## [What you should do]
In full and without change, return each entry.

<<<<

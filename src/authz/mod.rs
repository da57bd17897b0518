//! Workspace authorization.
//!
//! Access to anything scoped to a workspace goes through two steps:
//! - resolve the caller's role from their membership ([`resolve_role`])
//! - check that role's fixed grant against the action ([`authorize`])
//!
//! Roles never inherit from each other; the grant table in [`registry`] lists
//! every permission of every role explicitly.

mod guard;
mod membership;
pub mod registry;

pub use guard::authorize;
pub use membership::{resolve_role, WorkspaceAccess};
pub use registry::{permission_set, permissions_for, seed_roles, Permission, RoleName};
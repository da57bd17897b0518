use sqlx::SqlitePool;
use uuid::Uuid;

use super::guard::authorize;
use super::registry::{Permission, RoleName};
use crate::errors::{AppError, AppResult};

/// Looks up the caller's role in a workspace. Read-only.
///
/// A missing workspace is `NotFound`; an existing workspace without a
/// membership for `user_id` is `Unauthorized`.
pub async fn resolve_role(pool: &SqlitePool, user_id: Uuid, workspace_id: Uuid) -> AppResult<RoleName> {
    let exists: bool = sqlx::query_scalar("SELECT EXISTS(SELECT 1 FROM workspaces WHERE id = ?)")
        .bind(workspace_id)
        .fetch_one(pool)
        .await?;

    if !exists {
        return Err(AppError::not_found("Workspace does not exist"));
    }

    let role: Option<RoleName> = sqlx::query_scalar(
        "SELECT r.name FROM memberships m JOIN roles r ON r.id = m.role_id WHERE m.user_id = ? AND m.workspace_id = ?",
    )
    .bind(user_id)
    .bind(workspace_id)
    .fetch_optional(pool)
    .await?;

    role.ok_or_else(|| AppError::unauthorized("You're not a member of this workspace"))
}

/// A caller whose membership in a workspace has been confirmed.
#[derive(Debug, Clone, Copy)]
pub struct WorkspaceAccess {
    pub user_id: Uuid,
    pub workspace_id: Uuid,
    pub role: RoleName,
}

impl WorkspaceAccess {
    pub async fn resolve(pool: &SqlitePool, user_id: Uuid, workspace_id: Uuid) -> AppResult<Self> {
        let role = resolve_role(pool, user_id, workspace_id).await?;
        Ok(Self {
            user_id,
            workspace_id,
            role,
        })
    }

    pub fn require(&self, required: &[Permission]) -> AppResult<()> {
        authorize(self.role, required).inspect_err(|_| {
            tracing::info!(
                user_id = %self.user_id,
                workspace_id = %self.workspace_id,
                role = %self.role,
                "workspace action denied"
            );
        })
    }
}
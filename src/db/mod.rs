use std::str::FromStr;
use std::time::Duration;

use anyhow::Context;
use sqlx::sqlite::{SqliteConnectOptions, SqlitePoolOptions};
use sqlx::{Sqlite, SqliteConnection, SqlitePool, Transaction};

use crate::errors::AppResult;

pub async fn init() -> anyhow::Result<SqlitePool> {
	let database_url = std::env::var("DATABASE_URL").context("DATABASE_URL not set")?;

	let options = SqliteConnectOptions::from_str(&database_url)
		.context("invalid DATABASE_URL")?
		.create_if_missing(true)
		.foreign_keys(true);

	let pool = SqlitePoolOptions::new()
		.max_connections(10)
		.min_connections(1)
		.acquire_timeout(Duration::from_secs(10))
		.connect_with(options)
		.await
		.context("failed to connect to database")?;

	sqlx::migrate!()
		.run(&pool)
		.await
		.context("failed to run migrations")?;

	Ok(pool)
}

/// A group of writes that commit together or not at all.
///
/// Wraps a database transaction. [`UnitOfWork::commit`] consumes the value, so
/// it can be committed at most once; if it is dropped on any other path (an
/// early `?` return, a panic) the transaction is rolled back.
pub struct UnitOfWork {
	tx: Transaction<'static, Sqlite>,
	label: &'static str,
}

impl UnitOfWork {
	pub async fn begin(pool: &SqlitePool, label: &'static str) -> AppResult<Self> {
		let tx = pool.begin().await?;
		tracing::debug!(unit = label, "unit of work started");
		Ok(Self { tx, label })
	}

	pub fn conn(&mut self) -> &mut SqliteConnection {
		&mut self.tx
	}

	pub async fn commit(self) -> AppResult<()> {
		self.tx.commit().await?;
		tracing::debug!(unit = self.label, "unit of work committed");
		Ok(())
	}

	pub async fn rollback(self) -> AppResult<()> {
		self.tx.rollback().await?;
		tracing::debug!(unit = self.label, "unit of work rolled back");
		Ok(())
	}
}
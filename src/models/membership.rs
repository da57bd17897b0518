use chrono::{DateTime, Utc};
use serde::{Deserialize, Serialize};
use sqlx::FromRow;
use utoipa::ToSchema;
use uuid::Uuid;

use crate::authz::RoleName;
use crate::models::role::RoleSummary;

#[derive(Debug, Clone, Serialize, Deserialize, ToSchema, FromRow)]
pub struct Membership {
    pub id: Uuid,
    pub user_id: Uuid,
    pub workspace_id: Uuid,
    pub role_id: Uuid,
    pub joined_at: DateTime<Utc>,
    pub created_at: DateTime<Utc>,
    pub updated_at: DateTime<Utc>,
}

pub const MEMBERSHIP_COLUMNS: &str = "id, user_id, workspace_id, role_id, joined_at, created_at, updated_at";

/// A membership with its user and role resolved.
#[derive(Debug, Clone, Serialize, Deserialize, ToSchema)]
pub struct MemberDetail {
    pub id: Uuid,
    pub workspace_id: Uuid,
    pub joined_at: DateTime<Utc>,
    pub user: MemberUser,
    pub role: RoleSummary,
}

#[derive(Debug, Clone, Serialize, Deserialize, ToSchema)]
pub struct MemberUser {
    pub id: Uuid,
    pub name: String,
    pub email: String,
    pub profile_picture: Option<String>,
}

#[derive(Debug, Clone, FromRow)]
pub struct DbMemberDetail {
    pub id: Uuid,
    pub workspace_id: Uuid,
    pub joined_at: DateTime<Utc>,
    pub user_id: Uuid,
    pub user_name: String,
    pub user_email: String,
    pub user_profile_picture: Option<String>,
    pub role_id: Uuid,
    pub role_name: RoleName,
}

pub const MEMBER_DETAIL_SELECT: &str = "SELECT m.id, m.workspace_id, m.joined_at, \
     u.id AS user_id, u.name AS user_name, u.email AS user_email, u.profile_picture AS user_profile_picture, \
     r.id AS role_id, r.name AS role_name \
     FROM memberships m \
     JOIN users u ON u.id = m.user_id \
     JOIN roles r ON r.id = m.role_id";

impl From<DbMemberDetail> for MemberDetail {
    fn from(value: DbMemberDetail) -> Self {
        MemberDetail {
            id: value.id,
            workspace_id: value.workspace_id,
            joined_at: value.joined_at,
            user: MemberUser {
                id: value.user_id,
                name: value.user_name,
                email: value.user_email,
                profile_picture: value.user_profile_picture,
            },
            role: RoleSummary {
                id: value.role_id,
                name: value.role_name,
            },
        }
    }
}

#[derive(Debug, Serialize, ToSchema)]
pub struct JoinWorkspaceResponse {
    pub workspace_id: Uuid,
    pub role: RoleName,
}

>>>>

## [Exercise answer]
filename src/authz/mod.rs
repository da57bd17897b0518
//! Workspace authorization.
//!
//! Access to anything scoped to a workspace goes through two steps:
//! - resolve the caller's role from their membership ([`resolve_role`])
//! - check that role's fixed grant against the action ([`authorize`])
//!
//! Roles never inherit from each other; the grant table in [`registry`] lists
//! every permission of every role explicitly.

mod guard;
mod membership;
pub mod registry;

pub use guard::authorize;
pub use membership::{resolve_role, WorkspaceAccess};
pub use registry::{permission_set, permissions_for, seed_roles, Permission, RoleName};
repository da57bd17897b0518
use sqlx::SqlitePool;
use uuid::Uuid;

use super::guard::authorize;
use super::registry::{Permission, RoleName};
use crate::errors::{AppError, AppResult};

/// Looks up the caller's role in a workspace. Read-only.
///
/// A missing workspace is `NotFound`; an existing workspace without a
/// membership for `user_id` is `Unauthorized`.
pub async fn resolve_role(pool: &SqlitePool, user_id: Uuid, workspace_id: Uuid) -> AppResult<RoleName> {
    let exists: bool = sqlx::query_scalar("SELECT EXISTS(SELECT 1 FROM workspaces WHERE id = ?)")
        .bind(workspace_id)
        .fetch_one(pool)
        .await?;

    if !exists {
        return Err(AppError::not_found("Workspace does not exist"));
    }

    let role: Option<RoleName> = sqlx::query_scalar(
        "SELECT r.name FROM memberships m JOIN roles r ON r.id = m.role_id WHERE m.user_id = ? AND m.workspace_id = ?",
    )
    .bind(user_id)
    .bind(workspace_id)
    .fetch_optional(pool)
    .await?;

    role.ok_or_else(|| AppError::unauthorized("You're not a member of this workspace"))
}

/// A caller whose membership in a workspace has been confirmed.
#[derive(Debug, Clone, Copy)]
pub struct WorkspaceAccess {
    pub user_id: Uuid,
    pub workspace_id: Uuid,
    pub role: RoleName,
}

impl WorkspaceAccess {
    pub async fn resolve(pool: &SqlitePool, user_id: Uuid, workspace_id: Uuid) -> AppResult<Self> {
        let role = resolve_role(pool, user_id, workspace_id).await?;
        Ok(Self {
            user_id,
            workspace_id,
            role,
        })
    }

    pub fn require(&self, required: &[Permission]) -> AppResult<()> {
        authorize(self.role, required).inspect_err(|_| {
            tracing::info!(
                user_id = %self.user_id,
                workspace_id = %self.workspace_id,
                role = %self.role,
                "workspace action denied"
            );
        })
    }
}
filename src/db/mod.rs
use std::str::FromStr;
use std::time::Duration;

use anyhow::Context;
use sqlx::sqlite::{SqliteConnectOptions, SqlitePoolOptions};
use sqlx::{Sqlite, SqliteConnection, SqlitePool, Transaction};

use crate::errors::AppResult;

pub async fn init() -> anyhow::Result<SqlitePool> {
	let database_url = std::env::var("DATABASE_URL").context("DATABASE_URL not set")?;

	let options = SqliteConnectOptions::from_str(&database_url)
		.context("invalid DATABASE_URL")?
		.create_if_missing(true)
		.foreign_keys(true);

	let pool = SqlitePoolOptions::new()
		.max_connections(10)
		.min_connections(1)
		.acquire_timeout(Duration::from_secs(10))
		.connect_with(options)
		.await
		.context("failed to connect to database")?;

	sqlx::migrate!()
		.run(&pool)
		.await
		.context("failed to run migrations")?;

	Ok(pool)
}

/// A group of writes that commit together or not at all.
///
/// Wraps a database transaction. [`UnitOfWork::commit`] consumes the value, so
/// it can be committed at most once; if it is dropped on any other path (an
/// early `?` return, a panic) the transaction is rolled back.
pub struct UnitOfWork {
	tx: Transaction<'static, Sqlite>,
	label: &'static str,
}

impl UnitOfWork {
	pub async fn begin(pool: &SqlitePool, label: &'static str) -> AppResult<Self> {
		let tx = pool.begin().await?;
		tracing::debug!(unit = label, "unit of work started");
		Ok(Self { tx, label })
	}

	pub fn conn(&mut self) -> &mut SqliteConnection {
		&mut self.tx
	}

	pub async fn commit(self) -> AppResult<()> {
		self.tx.commit().await?;
		tracing::debug!(unit = self.label, "unit of work committed");
		Ok(())
	}

	pub async fn rollback(self) -> AppResult<()> {
		self.tx.rollback().await?;
		tracing::debug!(unit = self.label, "unit of work rolled back");
		Ok(())
	}
}
filename src/models/membership.rs
repository da57bd17897b0518
use chrono::{DateTime, Utc};
use serde::{Deserialize, Serialize};
use sqlx::FromRow;
use utoipa::ToSchema;
use uuid::Uuid;

use crate::authz::RoleName;
use crate::models::role::RoleSummary;

#[derive(Debug, Clone, Serialize, Deserialize, ToSchema, FromRow)]
pub struct Membership {
    pub id: Uuid,
    pub user_id: Uuid,
    pub workspace_id: Uuid,
    pub role_id: Uuid,
    pub joined_at: DateTime<Utc>,
    pub created_at: DateTime<Utc>,
    pub updated_at: DateTime<Utc>,
}

pub const MEMBERSHIP_COLUMNS: &str = "id, user_id, workspace_id, role_id, joined_at, created_at, updated_at";

/// A membership with its user and role resolved.
#[derive(Debug, Clone, Serialize, Deserialize, ToSchema)]
pub struct MemberDetail {
    pub id: Uuid,
    pub workspace_id: Uuid,
    pub joined_at: DateTime<Utc>,
    pub user: MemberUser,
    pub role: RoleSummary,
}

#[derive(Debug, Clone, Serialize, Deserialize, ToSchema)]
pub struct MemberUser {
    pub id: Uuid,
    pub name: String,
    pub email: String,
    pub profile_picture: Option<String>,
}

#[derive(Debug, Clone, FromRow)]
pub struct DbMemberDetail {
    pub id: Uuid,
    pub workspace_id: Uuid,
    pub joined_at: DateTime<Utc>,
    pub user_id: Uuid,
    pub user_name: String,
    pub user_email: String,
    pub user_profile_picture: Option<String>,
    pub role_id: Uuid,
    pub role_name: RoleName,
}

pub const MEMBER_DETAIL_SELECT: &str = "SELECT m.id, m.workspace_id, m.joined_at, \
     u.id AS user_id, u.name AS user_name, u.email AS user_email, u.profile_picture AS user_profile_picture, \
     r.id AS role_id, r.name AS role_name \
     FROM memberships m \
     JOIN users u ON u.id = m.user_id \
     JOIN roles r ON r.id = m.role_id";

impl From<DbMemberDetail> for MemberDetail {
    fn from(value: DbMemberDetail) -> Self {
        MemberDetail {
            id: value.id,
            workspace_id: value.workspace_id,
            joined_at: value.joined_at,
            user: MemberUser {
                id: value.user_id,
                name: value.user_name,
                email: value.user_email,
                profile_picture: value.user_profile_picture,
            },
            role: RoleSummary {
                id: value.role_id,
                name: value.role_name,
            },
        }
    }
}

#[derive(Debug, Serialize, ToSchema)]
pub struct JoinWorkspaceResponse {
    pub workspace_id: Uuid,
    pub role: RoleName,
}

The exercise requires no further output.